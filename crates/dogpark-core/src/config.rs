//! Configuration loading and typed config structures for the Dog Park
//! simulation.
//!
//! The canonical configuration lives in `dogpark-config.yaml`. This module
//! defines strongly-typed structs mirroring the YAML layout, a loader, and
//! the up-front validation that keeps placement searches from running out of
//! room.

use std::path::Path;

use dogpark_agents::DogConfig;
use serde::Deserialize;
use tracing::{info, warn};

/// Environment variable that overrides `simulation.seed`.
pub const SEED_ENV_VAR: &str = "DOGPARK_SEED";

/// Errors that can occur when loading or validating configuration.
#[derive(Debug, thiserror::Error)]
pub enum ConfigError {
    /// Failed to read the configuration file from disk.
    #[error("failed to read config file: {source}")]
    Io {
        /// The underlying I/O error.
        #[from]
        source: std::io::Error,
    },

    /// Failed to parse YAML content.
    #[error("failed to parse config YAML: {source}")]
    Yaml {
        /// The underlying YAML parse error.
        source: serde_yml::Error,
    },

    /// The configuration parsed but describes an impossible park.
    #[error("invalid configuration: {reason}")]
    Invalid {
        /// Explanation of what is wrong.
        reason: String,
    },
}

impl From<serde_yml::Error> for ConfigError {
    fn from(source: serde_yml::Error) -> Self {
        Self::Yaml { source }
    }
}

/// Top-level park configuration.
///
/// Mirrors the structure of `dogpark-config.yaml`. Every section and field
/// has a default.
#[derive(Debug, Clone, Default, PartialEq, Deserialize)]
pub struct ParkConfig {
    /// Grid dimensions.
    #[serde(default)]
    pub park: ParkLayoutConfig,

    /// Dog population parameters.
    #[serde(default)]
    pub population: PopulationConfig,

    /// Stationary object counts placed at construction.
    #[serde(default)]
    pub objects: ObjectsConfig,

    /// Arrival parameters for individual dogs.
    #[serde(default)]
    pub dogs: DogConfig,

    /// Seed, run bounds, and placement limits.
    #[serde(default)]
    pub simulation: SimulationBoundsConfig,
}

impl ParkConfig {
    /// Build a configuration from the classic park parameters, keeping
    /// defaults for everything else.
    pub fn new(
        width: u32,
        height: u32,
        max_dogs: u32,
        num_trees: u32,
        num_food_bowls: u32,
        num_toys: u32,
        arrival_rate: f64,
    ) -> Self {
        Self {
            park: ParkLayoutConfig { width, height },
            population: PopulationConfig {
                max_dogs,
                arrival_rate,
            },
            objects: ObjectsConfig {
                trees: num_trees,
                food_bowls: num_food_bowls,
                toys: num_toys,
            },
            ..Self::default()
        }
    }

    /// Replace the RNG seed.
    #[must_use]
    pub const fn with_seed(mut self, seed: u64) -> Self {
        self.simulation.seed = seed;
        self
    }

    /// Load configuration from a YAML file at the given path.
    ///
    /// `DOGPARK_SEED`, when set to a valid `u64`, overrides
    /// `simulation.seed`.
    ///
    /// # Errors
    ///
    /// Returns [`ConfigError::Io`] if the file cannot be read,
    /// [`ConfigError::Yaml`] if the content is not valid YAML, or
    /// [`ConfigError::Invalid`] if validation fails.
    pub fn from_file(path: &Path) -> Result<Self, ConfigError> {
        let contents = std::fs::read_to_string(path)?;
        let mut config = Self::parse(&contents)?;
        config.apply_env_overrides();
        config.validate()?;
        Ok(config)
    }

    /// Load from `path` when it exists, otherwise start from defaults. The
    /// environment seed override and validation apply either way.
    ///
    /// # Errors
    ///
    /// Same as [`ParkConfig::from_file`].
    pub fn load_or_default(path: &Path) -> Result<Self, ConfigError> {
        if path.exists() {
            return Self::from_file(path);
        }
        info!(path = %path.display(), "Config file not found, using defaults");
        let mut config = Self::default();
        config.apply_env_overrides();
        config.validate()?;
        Ok(config)
    }

    /// Parse configuration from a YAML string. No environment overrides are
    /// applied.
    ///
    /// # Errors
    ///
    /// Returns [`ConfigError::Yaml`] if the string is not valid YAML.
    pub fn parse(yaml: &str) -> Result<Self, ConfigError> {
        let config: Self = serde_yml::from_str(yaml)?;
        Ok(config)
    }

    fn apply_env_overrides(&mut self) {
        if let Ok(raw) = std::env::var(SEED_ENV_VAR) {
            match raw.trim().parse::<u64>() {
                Ok(seed) => self.simulation.seed = seed,
                Err(e) => warn!(value = %raw, error = %e, "ignoring unparsable DOGPARK_SEED"),
            }
        }
    }

    /// Number of cells in the grid.
    pub fn cell_count(&self) -> u64 {
        u64::from(self.park.width).saturating_mul(u64::from(self.park.height))
    }

    /// Check that the configuration describes a park the world can build
    /// and keep replenishing.
    ///
    /// Only objects are counted. `max_dogs` bounds arrivals over the whole
    /// run, so a crowd of dogs can still leave no empty cell for a
    /// replacement bowl; that shows up as `WorldError::GridSaturated` from a
    /// step.
    ///
    /// # Errors
    ///
    /// Returns [`ConfigError::Invalid`] describing the first problem found.
    pub fn validate(&self) -> Result<(), ConfigError> {
        let invalid = |reason: String| -> Result<(), ConfigError> { Err(ConfigError::Invalid { reason }) };
        let ParkLayoutConfig { width, height } = self.park;

        if width == 0 {
            return invalid("park.width must be at least 1".to_owned());
        }
        if height < 2 {
            return invalid("park.height must be at least 2 (row 0 is the entrance)".to_owned());
        }
        let rate = self.population.arrival_rate;
        if !rate.is_finite() || !(0.0..=1.0).contains(&rate) {
            return invalid(format!(
                "population.arrival_rate must be within [0, 1], got {rate}"
            ));
        }
        if self.simulation.max_placement_attempts == 0 {
            return invalid("simulation.max_placement_attempts must be at least 1".to_owned());
        }

        let inner_cells = u64::from(width).saturating_mul(u64::from(height).saturating_sub(1));
        let trees_and_toys = u64::from(self.objects.trees).saturating_add(u64::from(self.objects.toys));
        if trees_and_toys > inner_cells {
            return invalid(format!(
                "{trees_and_toys} trees and toys do not fit in the {inner_cells} cells above the entrance row"
            ));
        }
        let all_objects = trees_and_toys.saturating_add(u64::from(self.objects.food_bowls));
        if all_objects >= self.cell_count() {
            return invalid(format!(
                "{all_objects} objects leave no free cell in a {width}x{height} park"
            ));
        }

        self.dogs.validate().map_err(|e| ConfigError::Invalid {
            reason: format!("dogs: {e}"),
        })
    }
}

/// Grid dimensions.
#[derive(Debug, Clone, Copy, PartialEq, Eq, Deserialize)]
pub struct ParkLayoutConfig {
    /// Columns (default: 10).
    #[serde(default = "default_width")]
    pub width: u32,

    /// Rows, including the entrance row (default: 10).
    #[serde(default = "default_height")]
    pub height: u32,
}

impl Default for ParkLayoutConfig {
    fn default() -> Self {
        Self {
            width: default_width(),
            height: default_height(),
        }
    }
}

/// Dog population configuration.
#[derive(Debug, Clone, Copy, PartialEq, Deserialize)]
pub struct PopulationConfig {
    /// Upper bound on dogs ever admitted (default: 25).
    #[serde(default = "default_max_dogs")]
    pub max_dogs: u32,

    /// Probability of one arrival per step, in `[0, 1]` (default: 0.15).
    #[serde(default = "default_arrival_rate")]
    pub arrival_rate: f64,
}

impl Default for PopulationConfig {
    fn default() -> Self {
        Self {
            max_dogs: default_max_dogs(),
            arrival_rate: default_arrival_rate(),
        }
    }
}

/// Stationary object counts.
#[derive(Debug, Clone, Copy, PartialEq, Eq, Deserialize)]
pub struct ObjectsConfig {
    /// Trees (default: 10). Never on the entrance row.
    #[serde(default = "default_trees")]
    pub trees: u32,

    /// Food bowls (default: 3). Kept constant by replenishment.
    #[serde(default = "default_food_bowls")]
    pub food_bowls: u32,

    /// Toys (default: 5). Never on the entrance row at creation.
    #[serde(default = "default_toys")]
    pub toys: u32,
}

impl Default for ObjectsConfig {
    fn default() -> Self {
        Self {
            trees: default_trees(),
            food_bowls: default_food_bowls(),
            toys: default_toys(),
        }
    }
}

/// Seed, run bounds, and placement limits.
#[derive(Debug, Clone, Copy, PartialEq, Eq, Deserialize)]
pub struct SimulationBoundsConfig {
    /// Seed for the world RNG (default: 42).
    #[serde(default = "default_seed")]
    pub seed: u64,

    /// Steps the run loop executes before stopping (default: 100). Zero
    /// runs until the park empties.
    #[serde(default = "default_max_steps")]
    pub max_steps: u64,

    /// Real-time pause between steps in milliseconds (default: 0).
    #[serde(default)]
    pub tick_interval_ms: u64,

    /// Random cells tried before an object placement gives up
    /// (default: 10000).
    #[serde(default = "default_max_placement_attempts")]
    pub max_placement_attempts: u32,
}

impl Default for SimulationBoundsConfig {
    fn default() -> Self {
        Self {
            seed: default_seed(),
            max_steps: default_max_steps(),
            tick_interval_ms: 0,
            max_placement_attempts: default_max_placement_attempts(),
        }
    }
}

// ---------------------------------------------------------------------------
// Default value functions for serde
// ---------------------------------------------------------------------------

const fn default_width() -> u32 {
    10
}

const fn default_height() -> u32 {
    10
}

const fn default_max_dogs() -> u32 {
    25
}

const fn default_arrival_rate() -> f64 {
    0.15
}

const fn default_trees() -> u32 {
    10
}

const fn default_food_bowls() -> u32 {
    3
}

const fn default_toys() -> u32 {
    5
}

const fn default_seed() -> u64 {
    42
}

const fn default_max_steps() -> u64 {
    100
}

const fn default_max_placement_attempts() -> u32 {
    10_000
}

What you need to do: In the lines above, find each one with "entrance" and list it.

Your solution:
            return invalid("park.height must be at least 2 (row 0 is the entrance)".to_owned());
                "{trees_and_toys} trees and toys do not fit in the {inner_cells} cells above the entrance row"
    /// Rows, including the entrance row (default: 10).
    /// Trees (default: 10). Never on the entrance row.
    /// Toys (default: 5). Never on the entrance row at creation.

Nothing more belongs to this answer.